Electrolytic gold plating, stripping, and ion transport dynamics through a solid-state iodide perovskite

Abstract

The pronounced electrochemical reactivity between halide perovskites and metal electrodes can introduce mobile extrinsic metal ions which can cause device instability or enable novel functionalities. Here we systematically investigate the kinetics of gold cation (Au⁺) migration in indium tin oxide (ITO)/methylammonium lead triiodide (MAPbI₃)/Au model devices under long-term potentiostatic biasing. Scanning electron microscopy (SEM), X-ray photoelectron spectroscopy (XPS), and density functional theory (DFT) analyses reveal that Au⁺ ions, electrochemically generated at the Au anode, traverse the perovskite layer with diffusion coefficients on the order of 10⁻¹¹ to 10⁻¹⁰ cm² s⁻¹ and are subsequently reduced at the cathode as Au⁰ clusters, resembling metal plating behavior in electrolytic cells and solid-state batteries during charging.
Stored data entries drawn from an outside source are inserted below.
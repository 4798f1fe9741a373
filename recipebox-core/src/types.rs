use chrono::{DateTime, Utc};
use serde::{Deserialize, Serialize};
use uuid::Uuid;

/// A user as reported by the auth service.
#[derive(Debug, Clone, PartialEq, Serialize, Deserialize)]
#[cfg_attr(feature = "openapi", derive(utoipa::ToSchema))]
pub struct User {
    pub id: Uuid,
    #[serde(default)]
    pub email: Option<String>,
    #[serde(default)]
    pub created_at: Option<DateTime<Utc>>,
}

/// An authenticated session returned by a code exchange.
#[derive(Debug, Clone, PartialEq, Serialize, Deserialize)]
pub struct Session {
    pub access_token: String,
    #[serde(default)]
    pub refresh_token: Option<String>,
    /// Lifetime of the access token in seconds.
    #[serde(default)]
    pub expires_in: Option<i64>,
    pub user: User,
}

#[derive(Debug, Clone, PartialEq, Serialize, Deserialize)]
#[cfg_attr(feature = "openapi", derive(utoipa::ToSchema))]
pub struct Category {
    pub id: Uuid,
    pub name: String,
    pub color: String,
}

/// Category as embedded in a recipe read (id is not always projected).
#[derive(Debug, Clone, PartialEq, Serialize, Deserialize)]
#[cfg_attr(feature = "openapi", derive(utoipa::ToSchema))]
pub struct CategoryRef {
    #[serde(default)]
    pub id: Option<Uuid>,
    pub name: String,
    pub color: String,
}

#[derive(Debug, Clone, PartialEq, Serialize, Deserialize)]
#[cfg_attr(feature = "openapi", derive(utoipa::ToSchema))]
pub struct Ingredient {
    #[serde(default)]
    pub id: Option<Uuid>,
    pub name: String,
    #[serde(default)]
    pub amount: Option<String>,
    #[serde(default)]
    pub unit: Option<String>,
    pub order_index: i32,
}

#[derive(Debug, Clone, PartialEq, Serialize, Deserialize)]
#[cfg_attr(feature = "openapi", derive(utoipa::ToSchema))]
pub struct Instruction {
    #[serde(default)]
    pub id: Option<Uuid>,
    pub step_number: i32,
    pub description: String,
    #[serde(default)]
    pub timer_minutes: Option<i32>,
}

/// Row shape for the recipe list view.
#[derive(Debug, Clone, PartialEq, Serialize, Deserialize)]
#[cfg_attr(feature = "openapi", derive(utoipa::ToSchema))]
pub struct RecipeSummary {
    pub id: Uuid,
    pub title: String,
    #[serde(default)]
    pub description: Option<String>,
    #[serde(default)]
    pub prep_time: Option<i32>,
    #[serde(default)]
    pub cook_time: Option<i32>,
    pub servings: i32,
    pub difficulty: i32,
    #[serde(default)]
    pub image_url: Option<String>,
    pub created_at: DateTime<Utc>,
    #[serde(default, alias = "categories")]
    pub category: Option<CategoryRef>,
}

/// A recipe with its category and both child collections.
#[derive(Debug, Clone, PartialEq, Serialize, Deserialize)]
#[cfg_attr(feature = "openapi", derive(utoipa::ToSchema))]
pub struct RecipeDetail {
    pub id: Uuid,
    #[serde(default)]
    pub user_id: Option<Uuid>,
    pub title: String,
    #[serde(default)]
    pub description: Option<String>,
    #[serde(default)]
    pub category_id: Option<Uuid>,
    #[serde(default)]
    pub prep_time: Option<i32>,
    #[serde(default)]
    pub cook_time: Option<i32>,
    pub servings: i32,
    pub difficulty: i32,
    #[serde(default)]
    pub image_url: Option<String>,
    #[serde(default)]
    pub notes: Option<String>,
    #[serde(default)]
    pub is_public: bool,
    pub created_at: DateTime<Utc>,
    #[serde(default, alias = "categories")]
    pub category: Option<CategoryRef>,
    #[serde(default)]
    pub ingredients: Vec<Ingredient>,
    #[serde(default)]
    pub instructions: Vec<Instruction>,
}

impl RecipeDetail {
    /// Prep plus cook time in minutes, counting missing values as zero.
    pub fn total_time(&self) -> i32 {
        self.prep_time.unwrap_or(0) + self.cook_time.unwrap_or(0)
    }

    /// Puts the child collections in display order.
    pub(crate) fn sort_children(&mut self) {
        self.ingredients.sort_by_key(|i| i.order_index);
        self.instructions.sort_by_key(|i| i.step_number);
    }
}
Furthermore, reversing the applied bias strips the plated Au⁰, revealing reversibility suitable for bipolar resistive switching devices and providing direct evidence of the electrochemical and ionic nature of Au transport within the perovskite matrix. Quantitatively determining diffusion coefficients and ion concentrations provides foundational inputs for future drift-diffusion modelling opportunities and allows us to relate our findings to implications on long term operation of devices like photovoltaic modules. These results clearly demonstrate the solid-state electrochemical nature of perovskite devices, highlight methods to be more quantitative about ion transport properties, provide and emphasize the importance of disentangling electro-, photo-, photoelectrochemical processes for understanding device performance and unlocking new functionalities.